次に、相続財産を確定させなければいけません。プラスの財産はもちろんですが、マイナスの財産、借金も把握する事が必要です。不動産、有価証券、自動車、慰謝料請求権や、損害賠償請求権も含みます。負債は、借金、住宅ローン、未払いの住民税、未払いの所得税、未払いの医療費、未払いの家賃なども含みます。

遺産分割協議をするには

相続財産をどのように分配するかをすべての相続人で話し合って決めることを遺産分割協議といいます。遺言書がある場合はその内容を優先してそれぞれの分配額を決定しますが、遺言書がない場合は法律で定められている通りに分配することになります。

ただし、遺言書の有無に関わらずすべての相続人の合意を得られれば自由に遺産を分配することも可能です。ここでの話し合いで結論が出なかった場合、家庭裁判所にて遺産の分配額を決定することになります。相続税の申告期限までに遺産の分割を終えないと、相続税の優遇措置が無効になってしまうので注意が必要です。

遺産分割協議は全員が揃っていないと無効になります

故人の遺産を分割する場合、遺言書を書いてくれていれば、遺言書に従い遺産を分割していきますが、遺言書の存在が確認出来ない場合は、残された相続人で遺産分割協議を行います。これは、相続人全員の参加が必須で一人でも欠席の場合は、成立しません。

分割協議で遺産を全て分割し、相続人全員が相違なく分割できた場合には、遺産分割協議書に全員がサインをして保管しておくことで、遺産分割が完了になります。分割協議には、子供であろうと相続人は全員を参加しないといけないので注意をしてください。弁護士などに立ち会ってもらうことも後からトラブルになることを防ぐことが出来ます。

遺産分割協議はやり直しできるの?

遺産分割協議は基本的にやり直しが認められません。なぜかというと、こちらの協議がまとまった時点で参加していた人は合意の意味をこめて協議書に自分の印鑑を押します。そちらを押した以上はその内容に同意したということとなりますので、その時点で反論しなかったのであればやり直しはできません。
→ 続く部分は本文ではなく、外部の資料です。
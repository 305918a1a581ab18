// ── Collection storage ──
//
// `OrderedList` holds the authoritative items and the derived view;
// `policy` holds the predicate/comparator pair that shapes the view.

mod list;
mod policy;

pub use list::OrderedList;
pub use policy::{
    Comparator, KeyFn, Policy, Predicate, SortKey, SortSpec, accept_all, arrival_order,
    compile_filter, sort_comparator,
};
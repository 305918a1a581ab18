use std::sync::Arc;

use serde::Serialize;

use crate::error::CoreError;
use crate::ingest::IngestMode;
use crate::model::Entity;
use crate::store::SortSpec;

/// Immutable snapshot of a session, published after every change.
#[derive(Debug, Clone)]
pub struct SessionView<T: Entity> {
    /// Visible items in display order.
    pub items: Vec<Arc<T>>,
    /// Items in the collection, visible or not.
    pub total: usize,
    pub selected: Option<T::Id>,
    pub previous: Option<T::Id>,
    pub filter: Option<String>,
    pub highlight: Option<String>,
    pub sorter: Option<SortSpec>,
    pub error: Option<CoreError>,
    pub fetching: bool,
    /// Newest fetch generation that completed. Zero until the first fetch settles.
    pub settled_generation: u64,
    pub mode: IngestMode,
    pub version: u64,
}

impl<T: Entity> Default for SessionView<T> {
    fn default() -> Self {
        Self {
            items: Vec::new(),
            total: 0,
            selected: None,
            previous: None,
            filter: None,
            highlight: None,
            sorter: None,
            error: None,
            fetching: false,
            settled_generation: 0,
            mode: IngestMode::Active,
            version: 0,
        }
    }
}

impl<T: Entity> SessionView<T> {
    /// The selected item, if it is currently visible.
    pub fn selected_item(&self) -> Option<&Arc<T>> {
        let id = self.selected.as_ref()?;
        self.items.iter().find(|item| item.id() == id)
    }

    pub fn selected_index(&self) -> Option<usize> {
        let id = self.selected.as_ref()?;
        self.items.iter().position(|item| item.id() == id)
    }

    /// At least one fetch has completed and none is outstanding.
    pub fn is_synced(&self) -> bool {
        self.settled_generation > 0 && !self.fetching
    }

    pub fn hidden_count(&self) -> usize {
        self.total.saturating_sub(self.items.len())
    }
}

/// Serializable summary of a view, without the items.
#[derive(Debug, Clone, Serialize)]
pub struct ViewStatus {
    pub visible: usize,
    pub total: usize,
    pub filter: Option<String>,
    pub sorter: Option<SortSpec>,
    pub fetching: bool,
    pub mode: IngestMode,
    pub error: Option<String>,
}

impl<T: Entity> From<&SessionView<T>> for ViewStatus {
    fn from(view: &SessionView<T>) -> Self {
        Self {
            visible: view.items.len(),
            total: view.total,
            filter: view.filter.clone(),
            sorter: view.sorter.clone(),
            fetching: view.fetching,
            mode: view.mode,
            error: view.error.as_ref().map(ToString::to_string),
        }
    }
}
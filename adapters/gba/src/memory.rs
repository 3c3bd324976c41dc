#![allow(unsafe_code)]

use core::ptr;

use crate::{DisplayControl, ObjectAttributes, Registers, Rgb15};

const REG_DISPLAY_CONTROL: usize = 0x0400_0000;
const REG_VCOUNT: usize = 0x0400_0006;
const REG_KEY_INPUT: usize = 0x0400_0130;
const OBJECT_PALETTE: usize = 0x0500_0200;
const OBJECT_TILES: usize = 0x0601_0000;
const OAM: usize = 0x0700_0000;

const OBJECT_STRIDE: usize = 8;
const TILE_STRIDE: usize = 32;

/// Registers reached through the console's memory map.
///
/// Only an on-device entry point constructs this, wrapping it as
/// `GbaDisplay<MemoryMapped>`. Hosted builds drive [`GbaDisplay`] through
/// other [`Registers`] implementations.
///
/// [`GbaDisplay`]: crate::GbaDisplay
#[derive(Debug)]
pub struct MemoryMapped {
    _private: (),
}

impl MemoryMapped {
    /// Creates the on-device register accessor.
    ///
    /// # Safety
    ///
    /// Must only be called when running on the console, where every address
    /// this type touches is mapped I/O, palette, VRAM or OAM memory, and at
    /// most one accessor may exist at a time.
    #[must_use]
    pub unsafe fn new() -> Self {
        Self { _private: () }
    }

    fn read16(address: usize) -> u16 {
        // SAFETY: `new` guarantees the address is mapped console memory.
        unsafe { ptr::read_volatile(address as *const u16) }
    }

    fn write16(address: usize, value: u16) {
        // SAFETY: `new` guarantees the address is mapped console memory.
        unsafe { ptr::write_volatile(address as *mut u16, value) }
    }

    fn write32(address: usize, value: u32) {
        // SAFETY: `new` guarantees the address is mapped console memory.
        unsafe { ptr::write_volatile(address as *mut u32, value) }
    }
}

impl Registers for MemoryMapped {
    fn vcount(&mut self) -> u16 {
        Self::read16(REG_VCOUNT)
    }

    fn key_input(&mut self) -> u16 {
        Self::read16(REG_KEY_INPUT)
    }

    fn set_display_control(&mut self, control: DisplayControl) {
        Self::write16(REG_DISPLAY_CONTROL, control.bits());
    }

    fn object(&mut self, index: u8) -> ObjectAttributes {
        let base = OAM + usize::from(index) * OBJECT_STRIDE;
        ObjectAttributes {
            attr0: Self::read16(base),
            attr1: Self::read16(base + 2),
            attr2: Self::read16(base + 4),
        }
    }

    fn set_object(&mut self, index: u8, attributes: ObjectAttributes) {
        let base = OAM + usize::from(index) * OBJECT_STRIDE;
        Self::write16(base, attributes.attr0);
        Self::write16(base + 2, attributes.attr1);
        Self::write16(base + 4, attributes.attr2);
    }

    fn set_object_palette(&mut self, index: u8, color: Rgb15) {
        Self::write16(OBJECT_PALETTE + usize::from(index) * 2, color.bits());
    }

    fn set_object_tile(&mut self, tile: u16, rows: &[u32; 8]) {
        let base = OBJECT_TILES + usize::from(tile) * TILE_STRIDE;
        for (row, value) in rows.iter().enumerate() {
            Self::write32(base + row * 4, *value);
        }
    }
}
ただし本来参加するべき人間の消息がわからなかったので、呼ばずに協議をし、全てまとまった・・・その後にその人物が現れたといった場合には、強制的に再協議をしなければならないことになっています。ただしその人物が「自分は協議に参加しなくてもよい」という旨があれば再協議が不要な場合もあります。

遺産分割協議は専門家が必要?

遺産分割協議をする時に弁護士などの専門家に間に入ってもらう必要はあるのでしょうか?基本的に絶対入らなければならないというものではなく、親族の間だけで終わらせることもできます。最後に証明書を残しておき、全員のハンコを押したものをそれぞれが保管しておけば問題ありません。

ただし親族同士の中があまりよくなく、下手をすれば訴訟などに繋がってしまいそうだと思いっている場合には間に最初から入ってもらっていた方が安心かもしれません。第三者が入ることによってお互い冷静に話合うことができますし、様々な手続きを代理で行ってもらうこともできます。